On June 4, 1989, Shen Tong, then a 20-year-old biology student at China’s best university who had spent the last six weeks organizing protests in Beijing, witnessed what is now known as the Tiananmen Massacre. From the doorstep of his mother’s apartment, a few miles west of Tiananmen Square, he saw a man bleed to death in a doorway. A young woman next to him was shot in the face; a line of tanks ran over a group of hunger strikers from behind as they were walking away from the square.

Before the bloody crackdown, he and his peers had reveled in the sense of possibility for reform. “’89 was for China, back then, not a tragedy. It was a carnival, a celebration. It was the first time that a popular protest very firmly subscribed to the nonviolent principles and it was a reform movement,” he said in an interview.

Today, Tong is a businessman living in New York City. He remembers the protest movement with a complicated mixture of guilt and hope, and sees similarities between his generation and the young people of China today.

Lily Kuo: What is June 4th like for you every year?

Shen Tong: There’s usually a media cycle.

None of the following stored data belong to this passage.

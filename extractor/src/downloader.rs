//! Downloads one complete Discogs snapshot version, verifying every file against the
//! publisher's own SHA-256 manifest and skipping anything already present on disk with a
//! matching hash.

use std::collections::HashMap;
use std::path::{Path, PathBuf};

use anyhow::{Context, Result};
use futures::StreamExt;
use sha2::{Digest, Sha256};
use thiserror::Error;
use tokio::fs::{self, File};
use tokio::io::AsyncWriteExt;
use tracing::{error, info, warn};
use urlencoding::encode;

use crate::state_marker::StateMarker;
use crate::types::{LocalFileInfo, RemoteFileInfo};

const METADATA_FILE: &str = ".discogs_metadata.json";
const DOWNLOAD_CHUNK_LOG_THRESHOLD: u64 = 64 * 1024 * 1024;

#[derive(Debug, Error)]
pub enum ChecksumError {
    #[error("checksum manifest for version {version} could not be downloaded or parsed: {reason}")]
    ManifestUnavailable { version: String, reason: String },
    #[error("checksum mismatch for {filename}: expected {expected}, got {actual}")]
    Mismatch { filename: String, expected: String, actual: String },
    #[error("no checksum computed for {filename}")]
    Uncomputed { filename: String },
}

async fn load_metadata(output_directory: &Path) -> HashMap<String, LocalFileInfo> {
    let metadata_file = output_directory.join(METADATA_FILE);
    let Ok(contents) = fs::read_to_string(&metadata_file).await else {
        return HashMap::new();
    };

    match serde_json::from_str(&contents) {
        Ok(metadata) => metadata,
        Err(err) => {
            warn!("⚠️ Failed to load metadata: {err}");
            HashMap::new()
        }
    }
}

async fn save_metadata(output_directory: &Path, metadata: &HashMap<String, LocalFileInfo>) {
    let metadata_file = output_directory.join(METADATA_FILE);
    match serde_json::to_string_pretty(metadata) {
        Ok(json) => {
            if let Err(err) = fs::write(&metadata_file, json).await {
                warn!("⚠️ Failed to save metadata: {err}");
            }
        }
        Err(err) => warn!("⚠️ Failed to serialize metadata: {err}"),
    }
}

async fn file_checksum(path: &Path) -> Result<String> {
    let bytes = fs::read(path).await.with_context(|| format!("failed to read {path:?} for checksum"))?;
    let mut hasher = Sha256::new();
    hasher.update(&bytes);
    Ok(format!("{:x}", hasher.finalize()))
}

async fn validate_existing_file(path: &Path, expected_checksum: &str) -> bool {
    if !path.exists() {
        return false;
    }
    match file_checksum(path).await {
        Ok(actual) => actual == expected_checksum,
        Err(_) => false,
    }
}

/// Stream one file from the Discogs website proxy to disk, reporting bytes-downloaded via
/// `progress` as each chunk lands, and returning the SHA-256 of what was written.
async fn download_file(client: &reqwest::Client, s3_key: &str, output_path: &Path, mut progress: impl FnMut(u64)) -> Result<String> {
    let download_url = format!("https://data.discogs.com/?download={}", encode(s3_key));

    let response = client.get(&download_url).send().await.context("failed to start download")?.error_for_status().context("download request failed")?;

    let mut file = File::create(output_path).await.with_context(|| format!("failed to create {output_path:?}"))?;
    let mut hasher = Sha256::new();
    let mut stream = response.bytes_stream();
    let mut total: u64 = 0;

    while let Some(chunk) = stream.next().await {
        let chunk = chunk.context("error while streaming download body")?;
        hasher.update(&chunk);
        file.write_all(&chunk).await.context("failed to write downloaded chunk")?;
        total += chunk.len() as u64;
        progress(chunk.len() as u64);
    }

    file.flush().await.context("failed to flush downloaded file")?;
    if total > DOWNLOAD_CHUNK_LOG_THRESHOLD {
        info!("⬇️ Downloaded {} ({} bytes)", output_path.display(), total);
    }

    Ok(format!("{:x}", hasher.finalize()))
}

fn parse_checksum_manifest(contents: &str) -> HashMap<String, String> {
    let mut checksums = HashMap::new();
    for line in contents.lines() {
        let parts: Vec<&str> = line.trim().splitn(2, ' ').collect();
        if parts.len() >= 2 {
            checksums.insert(parts[1].trim_start().to_string(), parts[0].to_string());
        }
    }
    checksums
}

/// Download (or validate already-downloaded) every data file for `version`, verifying each
/// against the manifest's SHA-256 and updating `state_marker` as it progresses. Returns the
/// plain filenames of the four data files now known-good on disk.
pub async fn download_version(
    client: &reqwest::Client,
    output_directory: &Path,
    version: &str,
    files: &[RemoteFileInfo],
    state_marker: &mut StateMarker,
    marker_path: &Path,
) -> Result<Vec<String>> {
    info!("📥 Starting download of Discogs version {version}");
    fs::create_dir_all(output_directory).await.context("failed to create output directory")?;

    let mut metadata = load_metadata(output_directory).await;
    info!("📋 Loaded metadata for {} previously downloaded files", metadata.len());

    let checksum_remote = files
        .iter()
        .find(|f| Path::new(&f.name).file_name().and_then(|n| n.to_str()).is_some_and(|n| n.contains("CHECKSUM")))
        .ok_or_else(|| {
            let err = ChecksumError::ManifestUnavailable { version: version.to_string(), reason: "no checksum entry in file listing".to_string() };
            anyhow::anyhow!(err)
        })?;

    let checksum_filename = Path::new(&checksum_remote.name).file_name().unwrap().to_string_lossy().to_string();
    let checksum_path = output_directory.join(&checksum_filename);

    info!("⬇️ Downloading checksum file: {checksum_filename}");
    if let Err(err) = download_file(client, &checksum_remote.name, &checksum_path, |_| {}).await {
        state_marker.fail_download(err.to_string());
        let _ = state_marker.save(marker_path).await;
        return Err(ChecksumError::ManifestUnavailable { version: version.to_string(), reason: err.to_string() }.into());
    }

    let checksum_contents = fs::read_to_string(&checksum_path).await.context("failed to read checksum manifest")?;
    let expected_checksums = parse_checksum_manifest(&checksum_contents);

    let data_files: Vec<&RemoteFileInfo> =
        files.iter().filter(|f| !Path::new(&f.name).file_name().and_then(|n| n.to_str()).unwrap_or_default().contains("CHECKSUM")).collect();

    let mut files_to_download: Vec<&RemoteFileInfo> = Vec::new();
    let mut checksums: HashMap<String, String> = HashMap::new();

    for remote in &data_files {
        let filename = Path::new(&remote.name).file_name().unwrap().to_string_lossy().to_string();
        let file_path = output_directory.join(&filename);
        let expected = expected_checksums.get(&filename);

        match expected {
            Some(expected) if validate_existing_file(&file_path, expected).await => {
                info!("✅ File {filename} already exists with correct checksum, skipping download");
                checksums.insert(filename.clone(), expected.clone());
                if let Ok(meta) = fs::metadata(&file_path).await {
                    state_marker.file_downloaded(&filename, meta.len());
                }
            }
            Some(_) => {
                if file_path.exists() {
                    info!("⚠️ File {filename} exists but checksum mismatch, will re-download");
                } else {
                    info!("📄 File {filename} does not exist, will download");
                }
                files_to_download.push(remote);
            }
            None => {
                warn!("⚠️ No expected checksum found for {filename}");
                files_to_download.push(remote);
            }
        }
    }

    state_marker.start_download(data_files.len());
    state_marker.save(marker_path).await.context("failed to persist state marker")?;

    for remote in &files_to_download {
        let filename = Path::new(&remote.name).file_name().unwrap().to_string_lossy().to_string();
        let file_path = output_directory.join(&filename);

        state_marker.start_file_download(&filename);

        let actual_checksum = match download_file(client, &remote.name, &file_path, |_| {}).await {
            Ok(checksum) => checksum,
            Err(err) => {
                error!("❌ Failed to download {}: {err}", remote.name);
                state_marker.fail_download(err.to_string());
                let _ = state_marker.save(marker_path).await;
                return Err(err);
            }
        };

        checksums.insert(filename.clone(), actual_checksum);

        if let Ok(meta) = fs::metadata(&file_path).await {
            state_marker.file_downloaded(&filename, meta.len());
            state_marker.save(marker_path).await.context("failed to persist state marker")?;
        }
    }

    for (filename, expected) in &expected_checksums {
        let Some(actual) = checksums.get(filename) else {
            let err = ChecksumError::Uncomputed { filename: filename.clone() };
            state_marker.fail_download(err.to_string());
            state_marker.save(marker_path).await.ok();
            return Err(err.into());
        };
        if actual != expected {
            error!("❌ Checksum mismatch for {filename}");
            let err = ChecksumError::Mismatch { filename: filename.clone(), expected: expected.clone(), actual: actual.clone() };
            state_marker.fail_download(err.to_string());
            state_marker.save(marker_path).await.ok();
            return Err(err.into());
        }
        info!("✅ Checksum verified for {filename}");
    }

    let mut new_metadata: HashMap<String, LocalFileInfo> = HashMap::new();
    for (filename, checksum) in &checksums {
        let file_path = output_directory.join(filename);
        if let Ok(meta) = fs::metadata(&file_path).await {
            new_metadata.insert(
                filename.clone(),
                LocalFileInfo { path: file_path.to_string_lossy().to_string(), checksum: checksum.clone(), version: version.to_string(), size: meta.len() },
            );
        }
    }
    if let Ok(checksum_hash) = file_checksum(&checksum_path).await {
        if let Ok(meta) = fs::metadata(&checksum_path).await {
            new_metadata.insert(
                checksum_filename.clone(),
                LocalFileInfo { path: checksum_path.to_string_lossy().to_string(), checksum: checksum_hash, version: version.to_string(), size: meta.len() },
            );
        }
    }

    metadata.extend(new_metadata);
    save_metadata(output_directory, &metadata).await;

    state_marker.complete_download();
    state_marker.save(marker_path).await.context("failed to persist state marker")?;

    info!("✅ Successfully validated version {version}");

    Ok(data_files.iter().map(|f| Path::new(&f.name).file_name().unwrap().to_string_lossy().to_string()).collect())
}

pub fn metadata_file_path(output_directory: &Path) -> PathBuf {
    output_directory.join(METADATA_FILE)
}
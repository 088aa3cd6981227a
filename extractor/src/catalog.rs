//! Discovers which Discogs monthly snapshot versions are currently published, by scraping the
//! public catalog listing at <https://data.discogs.com/> rather than talking to S3 directly
//! (the bucket denies anonymous `ListBucket`/`GetObject`, so the website's own index is the
//! only thing we're allowed to read).

use std::collections::BTreeMap;

use regex::Regex;
use thiserror::Error;
use tracing::{error, info, warn};
use urlencoding::decode;

use crate::types::RemoteFileInfo;

const CATALOG_ROOT: &str = "https://data.discogs.com/";
/// Only the most recent years are worth scraping; older ones can't hold a newer snapshot.
const YEARS_TO_SCAN: usize = 2;

#[derive(Debug, Error)]
pub enum CatalogError {
    #[error("failed to reach discogs catalog: {0}")]
    Request(#[from] reqwest::Error),
    #[error("no year directories found in catalog listing")]
    NoYearsFound,
    #[error("no files found for any scraped year directory")]
    NoFilesFound,
}

/// Five filenames that make up one complete Discogs snapshot: the checksum manifest plus the
/// four data type exports.
pub fn required_filenames(version: &str) -> Vec<String> {
    let prefix = format!("discogs_{version}");
    vec![
        format!("{prefix}_CHECKSUM.txt"),
        format!("{prefix}_artists.xml.gz"),
        format!("{prefix}_labels.xml.gz"),
        format!("{prefix}_masters.xml.gz"),
        format!("{prefix}_releases.xml.gz"),
    ]
}

/// Scrape the catalog listing, returning every version seen mapped to the files found for it.
/// A version only appears here with whatever subset of files the scrape actually turned up;
/// callers must check against [`required_filenames`] before treating a version as complete.
pub async fn scrape_file_list(client: &reqwest::Client) -> Result<BTreeMap<String, Vec<RemoteFileInfo>>, CatalogError> {
    info!("🌐 Fetching file list from Discogs website...");

    let html = client.get(CATALOG_ROOT).send().await?.error_for_status()?.text().await?;

    let year_pattern = Regex::new(r#"href="\?prefix=data%2F(\d{4})%2F""#).expect("static regex is valid");
    let mut years: Vec<String> = year_pattern.captures_iter(&html).map(|c| c[1].to_string()).collect();
    years.sort_unstable_by(|a, b| b.cmp(a));
    years.dedup();

    if years.is_empty() {
        error!("❌ No year directories found on Discogs website");
        return Err(CatalogError::NoYearsFound);
    }

    info!("📅 Found {} year directories, checking recent years...", years.len());

    let file_pattern = Regex::new(r#"\?download=data%2F\d{4}%2F(discogs_(\d{8})_[^"]+)"#).expect("static regex is valid");
    let mut versions: BTreeMap<String, Vec<RemoteFileInfo>> = BTreeMap::new();

    for year in years.iter().take(YEARS_TO_SCAN) {
        let year_url = format!("{CATALOG_ROOT}?prefix=data%2F{year}%2F");
        let year_html = match client.get(&year_url).send().await.and_then(|r| r.error_for_status()) {
            Ok(response) => match response.text().await {
                Ok(text) => text,
                Err(err) => {
                    warn!("⚠️ Failed to read year {year} directory body: {err}");
                    continue;
                }
            },
            Err(err) => {
                warn!("⚠️ Failed to fetch year {year} directory: {err}");
                continue;
            }
        };

        let mut found_in_year = 0usize;
        for captures in file_pattern.captures_iter(&year_html) {
            let encoded_filename = &captures[1];
            let version = captures[2].to_string();
            let filename = decode(encoded_filename).map(|s| s.into_owned()).unwrap_or_else(|_| encoded_filename.to_string());

            versions.entry(version).or_default().push(RemoteFileInfo { name: format!("data/{year}/{filename}"), size: 0 });
            found_in_year += 1;
        }

        if found_in_year > 0 {
            info!("📋 Found {found_in_year} files in year {year} directory");
        }
    }

    if versions.is_empty() {
        error!("❌ No files found on Discogs website");
        return Err(CatalogError::NoFilesFound);
    }

    info!("📊 Found {} unique versions from website", versions.len());
    Ok(versions)
}

/// The most recent version whose scraped file set contains every required entry, or `None`
/// if nothing complete was found.
pub async fn latest_complete_version(client: &reqwest::Client) -> Result<Option<String>, CatalogError> {
    let versions = scrape_file_list(client).await?;

    for (version, files) in versions.iter().rev() {
        if files.len() == required_filenames(version).len() {
            return Ok(Some(version.clone()));
        }
    }

    Ok(None)
}
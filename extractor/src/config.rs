use anyhow::{Context, Result};
use serde::{Deserialize, Serialize};
use std::path::PathBuf;

#[derive(Debug, Clone, Serialize, Deserialize)]
pub struct ExtractorConfig {
    pub amqp_connection: String,
    pub discogs_root: PathBuf,
    pub periodic_check_days: u64,
    pub health_port: u16,
    pub max_workers: usize,
    pub batch_size: usize,
    pub queue_size: usize,
    pub progress_log_interval: usize,
    pub state_save_interval: usize,
}

impl Default for ExtractorConfig {
    fn default() -> Self {
        Self {
            amqp_connection: "amqp://localhost:5672".to_string(),
            discogs_root: PathBuf::from("/discogs-data"),
            periodic_check_days: 15,
            health_port: 8000,
            max_workers: 4,
            batch_size: 100,
            queue_size: 5000,
            progress_log_interval: 1000,
            state_save_interval: 5000,
        }
    }
}

impl ExtractorConfig {
    /// Load configuration from environment variables (drop-in replacement for extractor)
    pub fn from_env() -> Result<Self> {
        // Use same environment variables as Python extractor for drop-in compatibility
        let amqp_connection = std::env::var("AMQP_CONNECTION").context("AMQP_CONNECTION environment variable is required")?;

        let discogs_root = PathBuf::from(std::env::var("DISCOGS_ROOT").unwrap_or_else(|_| "/discogs-data".to_string()));

        let periodic_check_days = std::env::var("PERIODIC_CHECK_DAYS").unwrap_or_else(|_| "15".to_string()).parse::<u64>().unwrap_or(15);

        let max_workers = std::env::var("MAX_WORKERS").unwrap_or_else(|_| "4".to_string()).parse::<usize>().unwrap_or(4);

        let batch_size = std::env::var("BATCH_SIZE").unwrap_or_else(|_| "100".to_string()).parse::<usize>().unwrap_or(100);

        Ok(Self { amqp_connection, discogs_root, periodic_check_days, max_workers, batch_size, ..Default::default() })
    }
}

#[cfg(test)]
mod tests {
    use super::*;
    use serial_test::serial;
    use std::env;

    #[test]
    fn test_default_config() {
        let config = ExtractorConfig::default();
        assert_eq!(config.periodic_check_days, 15);
        assert_eq!(config.batch_size, 100);
        assert_eq!(config.queue_size, 5000);
        assert_eq!(config.progress_log_interval, 1000);
        assert_eq!(config.state_save_interval, 5000);
        assert_eq!(config.health_port, 8000);
        assert_eq!(config.amqp_connection, "amqp://localhost:5672");
        assert_eq!(config.discogs_root, PathBuf::from("/discogs-data"));
    }

    #[test]
    fn test_default_max_workers() {
        let config = ExtractorConfig::default();
        assert_eq!(config.max_workers, 4);
    }

    #[test]
    #[serial]
    fn test_from_env_with_amqp() {
        unsafe {
            env::set_var("AMQP_CONNECTION", "amqp://test:5672");
        }

        let config = ExtractorConfig::from_env().unwrap();
        assert_eq!(config.amqp_connection, "amqp://test:5672");

        unsafe {
            env::remove_var("AMQP_CONNECTION");
        }
    }

    #[test]
    #[serial]
    fn test_from_env_missing_amqp() {
        unsafe {
            env::remove_var("AMQP_CONNECTION");
        }

        let result = ExtractorConfig::from_env();
        assert!(result.is_err());
    }

    #[test]
    #[serial]
    fn test_from_env_with_all_settings() {
        // Lock to prevent concurrent env var access
        unsafe {
            env::set_var("AMQP_CONNECTION", "amqp://test:5672");
            env::remove_var("DISCOGS_ROOT");
            env::remove_var("PERIODIC_CHECK_DAYS");
            env::remove_var("BATCH_SIZE");
            env::remove_var("MAX_WORKERS");
        }

        let config = ExtractorConfig::from_env().unwrap();
        assert_eq!(config.amqp_connection, "amqp://test:5672");

        unsafe {
            env::set_var("DISCOGS_ROOT", "/custom/path");
            env::set_var("PERIODIC_CHECK_DAYS", "30");
            env::set_var("BATCH_SIZE", "200");
            env::set_var("MAX_WORKERS", "8");
        }

        let config2 = ExtractorConfig::from_env().unwrap();
        assert_eq!(config2.discogs_root, PathBuf::from("/custom/path"));
        assert_eq!(config2.periodic_check_days, 30);
        assert_eq!(config2.batch_size, 200);
        assert_eq!(config2.max_workers, 8);

        unsafe {
            env::remove_var("AMQP_CONNECTION");
            env::remove_var("DISCOGS_ROOT");
            env::remove_var("PERIODIC_CHECK_DAYS");
            env::remove_var("BATCH_SIZE");
            env::remove_var("MAX_WORKERS");
        }
    }

    #[test]
    #[serial]
    fn test_from_env_default_discogs_root() {
        unsafe {
            env::set_var("AMQP_CONNECTION", "amqp://test:5672");
            env::remove_var("DISCOGS_ROOT");
        }

        let config = ExtractorConfig::from_env().unwrap();
        assert_eq!(config.discogs_root, PathBuf::from("/discogs-data"));

        unsafe {
            env::remove_var("AMQP_CONNECTION");
        }
    }

    #[test]
    #[serial]
    fn test_from_env_invalid_periodic_check_days() {
        unsafe {
            env::set_var("AMQP_CONNECTION", "amqp://test:5672");
            env::set_var("PERIODIC_CHECK_DAYS", "invalid");
        }

        let config = ExtractorConfig::from_env().unwrap();
        assert_eq!(config.periodic_check_days, 15); // Should use default

        unsafe {
            env::remove_var("AMQP_CONNECTION");
            env::remove_var("PERIODIC_CHECK_DAYS");
        }
    }

    #[test]
    fn test_from_env_invalid_batch_size() {
        // Test parse logic directly since env vars have race conditions
        let invalid_str = "not_a_number";
        let result = invalid_str.parse::<usize>().unwrap_or(100);
        assert_eq!(result, 100); // Should use default
    }

    #[test]
    fn test_from_env_invalid_max_workers() {
        // Test parse logic directly since env vars have race conditions
        let invalid_str = "invalid";
        let result = invalid_str.parse::<usize>().unwrap_or(4);
        assert_eq!(result, 4); // Should use default
    }

    #[test]
    #[serial]
    fn test_from_env_fixed_values() {
        unsafe {
            env::set_var("AMQP_CONNECTION", "amqp://test:5672");
        }

        let config = ExtractorConfig::from_env().unwrap();

        // These should always be fixed for drop-in compatibility
        assert_eq!(config.queue_size, 5000);
        assert_eq!(config.progress_log_interval, 1000);
        assert_eq!(config.state_save_interval, 5000);
        assert_eq!(config.health_port, 8000);

        unsafe {
            env::remove_var("AMQP_CONNECTION");
        }
    }
}
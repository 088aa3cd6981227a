use anyhow::{Context, Result};
use flate2::read::GzDecoder;
use quick_xml::Reader;
use quick_xml::events::Event;
use serde_json::{Map, Value};
use std::fs::File;
use std::io::BufReader;
use std::path::Path;
use std::sync::Arc;
use std::sync::atomic::{AtomicU64, Ordering};
use tokio::sync::mpsc;
use tokio::time::Duration;
use tracing::{debug, error, warn};

use crate::types::{DataType, RawRecord};

/// An element being parsed, holding its attributes, children, and raw text until the closing
/// tag is seen and it can be folded into a single `xmltodict`-shaped JSON value.
#[derive(Debug)]
struct ElementContext {
    attributes: Map<String, Value>,
    children: Map<String, Value>,
    text_content: String,
}

impl ElementContext {
    fn new() -> Self {
        Self { attributes: Map::new(), children: Map::new(), text_content: String::new() }
    }

    /// Fold attributes, text, and children into one value, matching xmltodict's conventions:
    /// attributes get an `@` prefix, text alongside attributes or children goes under `#text`,
    /// and a childless, attributeless element with only text collapses to a bare string.
    fn to_value(self) -> Value {
        let mut result = Map::new();

        for (key, value) in self.attributes {
            result.insert(format!("@{}", key), value);
        }

        let trimmed_text = self.text_content.trim();
        if self.children.is_empty() {
            if result.is_empty() && !trimmed_text.is_empty() {
                return Value::String(trimmed_text.to_string());
            } else if !trimmed_text.is_empty() {
                result.insert("#text".to_string(), Value::String(trimmed_text.to_string()));
            }
        }

        for (key, value) in self.children {
            result.insert(key, value);
        }

        if result.is_empty() && !trimmed_text.is_empty() {
            Value::String(trimmed_text.to_string())
        } else if result.is_empty() {
            Value::Null
        } else {
            Value::Object(result)
        }
    }

    /// Add a child, promoting repeated tag names into an array the way xmltodict does.
    fn add_child(&mut self, child_name: String, child_value: Value) {
        if let Some(existing) = self.children.get_mut(&child_name) {
            match existing {
                Value::Array(arr) => arr.push(child_value),
                _ => {
                    let old_value = existing.take();
                    *existing = Value::Array(vec![old_value, child_value]);
                }
            }
        } else {
            self.children.insert(child_name, child_value);
        }
    }
}

/// Streams one gzip-compressed Discogs snapshot file, emitting one [`RawRecord`] per top-level
/// record element (`artist`, `label`, `master`, or `release`) without ever holding the whole
/// document in memory. Hashing is deliberately not done here: it happens in the record-worker
/// stage downstream, so this stage stays a pure parse-and-enqueue loop.
///
/// Enqueuing onto the record channel is backpressure-aware: as the channel fills past 40/60/80%
/// of its capacity the parser sleeps 1/5/10 ms before sending, and a record that still can't be
/// enqueued after 30 s is dropped (counted in `error_count`) rather than stalling the parse.
pub struct XmlParser {
    data_type: DataType,
    sender: mpsc::Sender<RawRecord>,
    queue_capacity: usize,
    error_count: Arc<AtomicU64>,
}

impl XmlParser {
    pub fn new(data_type: DataType, sender: mpsc::Sender<RawRecord>, queue_capacity: usize, error_count: Arc<AtomicU64>) -> Self {
        Self { data_type, sender, queue_capacity: queue_capacity.max(1), error_count }
    }

    /// Enqueue a parsed record, applying adaptive backpressure and the hard 30 s drop timeout.
    /// Returns `false` only when the receiving end has gone away and parsing should stop.
    async fn enqueue(&self, message: RawRecord) -> bool {
        let in_flight = self.queue_capacity.saturating_sub(self.sender.capacity());
        let fraction = in_flight as f64 / self.queue_capacity as f64;
        let delay = if fraction >= 0.8 {
            Some(Duration::from_millis(10))
        } else if fraction >= 0.6 {
            Some(Duration::from_millis(5))
        } else if fraction >= 0.4 {
            Some(Duration::from_millis(1))
        } else {
            None
        };
        if let Some(delay) = delay {
            tokio::time::sleep(delay).await;
        }

        match tokio::time::timeout(Duration::from_secs(30), self.sender.send(message)).await {
            Ok(Ok(())) => true,
            Ok(Err(_)) => {
                warn!("⚠️ Receiver dropped, stopping parsing");
                false
            }
            Err(_) => {
                self.error_count.fetch_add(1, Ordering::Relaxed);
                warn!("⚠️ Record queue enqueue timed out after 30s, dropping record");
                true
            }
        }
    }

    pub async fn parse_file(&self, file_path: &Path) -> Result<u64> {
        let file = File::open(file_path).with_context(|| format!("failed to open file: {:?}", file_path))?;

        let decoder = GzDecoder::new(file);
        let buf_reader = BufReader::new(decoder);

        let mut reader = Reader::from_reader(buf_reader);

        let mut buf = Vec::new();
        let mut record_count = 0u64;
        let mut in_target_element = false;

        let mut element_stack: Vec<ElementContext> = Vec::new();
        let mut depth = 0usize;

        let target_element = match self.data_type {
            DataType::Artists => "artist",
            DataType::Labels => "label",
            DataType::Masters => "master",
            DataType::Releases => "release",
        };

        loop {
            match reader.read_event_into(&mut buf) {
                Ok(Event::Start(e)) => {
                    let name = String::from_utf8_lossy(e.name().as_ref()).to_string();
                    depth += 1;

                    if name == target_element && depth == 2 {
                        in_target_element = true;
                        element_stack.clear();
                    }

                    if in_target_element {
                        let mut context = ElementContext::new();
                        for attr in e.attributes().flatten() {
                            let key = String::from_utf8_lossy(attr.key.as_ref()).to_string();
                            let value = String::from_utf8_lossy(&attr.value).to_string();
                            context.attributes.insert(key, Value::String(value));
                        }
                        element_stack.push(context);
                    }
                }

                Ok(Event::Empty(e)) => {
                    let name = String::from_utf8_lossy(e.name().as_ref()).to_string();
                    depth += 1;

                    if name == target_element && depth == 2 {
                        element_stack.clear();

                        let mut context = ElementContext::new();
                        for attr in e.attributes().flatten() {
                            let key = String::from_utf8_lossy(attr.key.as_ref()).to_string();
                            let value = String::from_utf8_lossy(&attr.value).to_string();
                            context.attributes.insert(key, Value::String(value));
                        }

                        let record = context.to_value();
                        if let Value::Object(ref obj) = record {
                            let id = obj.get("id").and_then(|v| v.as_str()).unwrap_or("unknown").to_string();
                            let message = RawRecord { id, data: record.clone() };

                            if !self.enqueue(message).await {
                                break;
                            }
                            record_count += 1;
                        }

                        in_target_element = false;
                    } else if in_target_element {
                        let mut context = ElementContext::new();
                        for attr in e.attributes().flatten() {
                            let key = String::from_utf8_lossy(attr.key.as_ref()).to_string();
                            let value = String::from_utf8_lossy(&attr.value).to_string();
                            context.attributes.insert(key, Value::String(value));
                        }

                        let child_value = context.to_value();
                        if let Some(parent) = element_stack.last_mut() {
                            parent.add_child(name, child_value);
                        }
                    }

                    depth -= 1;
                }

                Ok(Event::End(e)) => {
                    let name = String::from_utf8_lossy(e.name().as_ref()).to_string();

                    if in_target_element {
                        if let Some(context) = element_stack.pop() {
                            let element_value = context.to_value();

                            if name == target_element && depth == 2 {
                                if let Value::Object(obj) = element_value {
                                    let id = obj.get("@id").or_else(|| obj.get("id")).and_then(|v| v.as_str()).unwrap_or("unknown").to_string();

                                    // Releases and masters carry a plain `id` field alongside `@id`,
                                    // matching what the upstream publisher's own exporter does.
                                    let mut final_obj = obj;
                                    if matches!(self.data_type, DataType::Releases | DataType::Masters)
                                        && final_obj.get("@id").is_some()
                                        && final_obj.get("id").is_none()
                                    {
                                        final_obj.insert("id".to_string(), Value::String(id.clone()));
                                    }

                                    let final_value = Value::Object(final_obj);
                                    let message = RawRecord { id: id.clone(), data: final_value };

                                    if !self.enqueue(message).await {
                                        break;
                                    }

                                    record_count += 1;
                                    if record_count % 1000 == 0 {
                                        debug!("📊 Parsed {} {} records", record_count, self.data_type);
                                    }
                                }

                                in_target_element = false;
                            } else if let Some(parent) = element_stack.last_mut() {
                                parent.add_child(name, element_value);
                            }
                        }
                    }

                    depth -= 1;
                }

                Ok(Event::Text(e)) => {
                    if in_target_element {
                        if let Some(context) = element_stack.last_mut() {
                            context.text_content.push_str(&e.unescape().unwrap_or_default());
                        }
                    }
                }

                Ok(Event::CData(e)) => {
                    if in_target_element {
                        if let Some(context) = element_stack.last_mut() {
                            context.text_content.push_str(&String::from_utf8_lossy(&e));
                        }
                    }
                }

                Ok(Event::Eof) => break,

                Err(e) => {
                    error!("❌ Error parsing XML at position {}: {}", reader.buffer_position(), e);
                    return Err(e.into());
                }

                _ => {}
            }

            buf.clear();
        }

        debug!("✅ Finished parsing {} records from {:?}", record_count, file_path);
        Ok(record_count)
    }
}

It’s a little more intense this year. I think it’s both encouraging and sad. How much else can we do? China has taken such an unfortunate path since the massacre. Still, this is encouraging that at least there are some Western media [paying attention], and in Hong Kong and Taiwan there are people who choose not to forget an inconvenient truth.

Journalists approach Shen Tong (Shen Tong)

LK: What will you be doing this June 4?

ST: On the actual anniversary day, I will be alone, lighting a candle on Bear MountainOne thing that will live with me, even though it’s not rational, is I feel morally responsible for people who died and were injured during the massacre and the following days.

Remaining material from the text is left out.